Dávila’s words are again brought to life by director Carey Williams, who also helmed the short. He has the tricky job of balancing genuine comedic, laugh-out-loud moments with darker plot elements that underscore the picture’s thought provoking, heavier themes. He succeeds in this delicate and difficult endeavor thanks in large part to his terrific cast, who all do exceptional, nuanced work here.

Maddie (Sabrina Carpenter) searches for her missing sister.

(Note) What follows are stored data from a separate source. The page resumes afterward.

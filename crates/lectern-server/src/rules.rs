//! Watch rules: which changed paths trigger which task.

use glob::Pattern;
use lectern_static::fsutil::match_options;

use crate::server::ServerError;

/// Glob patterns paired with the task they trigger.
#[derive(Debug, Clone)]
pub struct WatchRule {
    patterns: Vec<Pattern>,

    /// `None` reloads browsers without running anything
    task: Option<String>,
}

impl WatchRule {
    pub fn new<S: AsRef<str>>(patterns: &[S], task: Option<&str>) -> Result<Self, ServerError> {
        let patterns = patterns
            .iter()
            .map(|p| {
                Pattern::new(p.as_ref()).map_err(|e| ServerError::InvalidPattern {
                    pattern: p.as_ref().to_string(),
                    message: e.to_string(),
                })
            })
            .collect::<Result<_, _>>()?;

        Ok(Self {
            patterns,
            task: task.map(String::from),
        })
    }

    /// Whether a project-relative, `/`-separated path matches.
    pub fn matches(&self, path: &str) -> bool {
        self.patterns
            .iter()
            .any(|p| p.matches_with(path, match_options()))
    }

    pub fn task(&self) -> Option<&str> {
        self.task.as_deref()
    }

    pub fn patterns(&self) -> impl Iterator<Item = &str> {
        self.patterns.iter().map(Pattern::as_str)
    }
}

/// Ordered set of watch rules.
#[derive(Debug, Clone, Default)]
pub struct WatchRules {
    rules: Vec<WatchRule>,
}

impl WatchRules {
    pub fn new(rules: Vec<WatchRule>) -> Self {
        Self { rules }
    }

    /// Distinct tasks triggered by `path`, in rule order.
    ///
    /// `None` when no rule matches; an empty list means reload only.
    pub fn tasks_for(&self, path: &str) -> Option<Vec<&str>> {
        let mut matched = false;
        let mut tasks: Vec<&str> = Vec::new();

        for rule in self.rules.iter().filter(|rule| rule.matches(path)) {
            matched = true;
            if let Some(task) = rule.task() {
                if !tasks.contains(&task) {
                    tasks.push(task);
                }
            }
        }

        matched.then_some(tasks)
    }

    pub fn iter(&self) -> impl Iterator<Item = &WatchRule> {
        self.rules.iter()
    }

    pub fn len(&self) -> usize {
        self.rules.len()
    }

    pub fn is_empty(&self) -> bool {
        self.rules.is_empty()
    }
}

#[cfg(test)]
mod tests {
    use super::*;

    fn rules() -> WatchRules {
        WatchRules::new(vec![
            WatchRule::new(&["*.html", "*.md"], None).unwrap(),
            WatchRule::new(&["slides.md"], Some("prebuild")).unwrap(),
            WatchRule::new(&["js/**/*"], Some("js")).unwrap(),
            WatchRule::new(
                &["css/theme/source/*.scss", "css/theme/template/*.scss"],
                Some("css-themes"),
            )
            .unwrap(),
            WatchRule::new(&["css/*.scss"], Some("css-core")).unwrap(),
        ])
    }

    #[test]
    fn document_change_reloads_and_rebuilds() {
        assert_eq!(rules().tasks_for("slides.md"), Some(vec!["prebuild"]));
    }

    #[test]
    fn markup_change_only_reloads() {
        assert_eq!(rules().tasks_for("index.html"), Some(vec![]));
        assert_eq!(rules().tasks_for("README.md"), Some(vec![]));
    }

    #[test]
    fn star_does_not_cross_directories() {
        let rules = rules();

        assert_eq!(rules.tasks_for("css/reveal.scss"), Some(vec!["css-core"]));
        assert_eq!(
            rules.tasks_for("css/theme/source/black.scss"),
            Some(vec!["css-themes"])
        );
        assert_eq!(rules.tasks_for("docs/notes.md"), None);
    }

    #[test]
    fn nested_scripts_match() {
        assert_eq!(rules().tasks_for("js/utils/util.js"), Some(vec!["js"]));
    }

    #[test]
    fn unmatched_paths_do_nothing() {
        assert_eq!(rules().tasks_for("dist/reveal.css"), None);
    }

    #[test]
    fn duplicate_tasks_run_once() {
        let rules = WatchRules::new(vec![
            WatchRule::new(&["css/*.scss"], Some("css")).unwrap(),
            WatchRule::new(&["css/reveal.scss"], Some("css")).unwrap(),
        ]);

        assert_eq!(rules.tasks_for("css/reveal.scss"), Some(vec!["css"]));
    }

    #[test]
    fn rejects_invalid_patterns() {
        let result = WatchRule::new(&["css/[.scss"], Some("css"));

        assert!(matches!(result, Err(ServerError::InvalidPattern { .. })));
    }
}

The film’s opening almost sounds like a creative writing class exercise: You arrive home to get ready for a night of partying, and find a strange woman passed out on your sofa. What do you do? If you immediately think, “Call 911, of course,” you probably aren’t living in the same world as our three protagonists. They are Kunle (Donald Elise Watkins), Sean (RJ Cyler, Me and Earl and the Dying Girl), and Carlos (Sebastian Chacon), college seniors and housemates, who happen to be Black and Latinx, respectively. And the unknown, passed out girl is white. Calling the cops, then, becomes an act fraught with an unease and fear, as faced by so many young men of color today. Will they be blamed? Believed? Arrested? Or worse?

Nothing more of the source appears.